Abstract
The use of information from different, often distributed, sources is part of many applications today, and in many cases these are heterogeneous sources developed independently without the intention of serving one specific application. This introduces the problem of semantic heterogeneity. Different sources are usually based on different vocabularies even in cases where they operate within the same domain. Data items defined in one source may have different definitions in another source although they really are the same (synonyms), and items that are different in reality may have similar definitions in two different sources (homonyms). There is a need for using these sources with regards to the meaning of the items in question not how they are defined in the sources, thus achieving what is called semantic interoperability.
The distributed sources that will be treated in this thesis are Web Services. Web Services provide a programmatic access point through the web to a set of related functionalities, and these can be combined to create a new Web Service with added value. The combination of Web Services is called a Web Service composition. Web Service composition impose several semantic interoperability issues. First of all Web Services need to be discovered, you can use it if you don't know it exists, and this requires a semantical match between the descriptions of a requested service and the descriptions of existing services. Secondly, when you compose service, you need to make sure that information from one service that will be used as input to another service is semantically related to the input.

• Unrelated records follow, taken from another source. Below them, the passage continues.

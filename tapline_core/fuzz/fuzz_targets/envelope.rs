#![no_main]

use libfuzzer_sys::fuzz_target;
use tapline_core::crypto::decrypt;

const KEY: [u8; 32] = [0x42; 32];

fuzz_target!(|data: &[u8]| {
    // Arbitrary datagrams must only ever produce an error, never a panic.
    let _ = decrypt(data, &KEY);
});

In order to deal with semantic interoperability issues concerning Web Service compositions we propose MOSIS (MOdelling Semantically Interoperable web Service compositions). MOSIS makes use of UML models and principles from Model Driven Architecture (MDA) to model the discovery, the composition and the ontologies used to define semantically the concepts involved. As an effect of using UML modelling we claim that both the process of using ontologies and defining them will become easier for developers unfamiliar with ontology description and developing. MOSIS facilitates functionality based Web Service discovery which makes it possible to match descriptions of a Web Service with descriptions of existing Web Services. In addition to this MOSIS provides measures of dealing with mappings that have to be developed in order to make sure that output from one service can be used as input to another.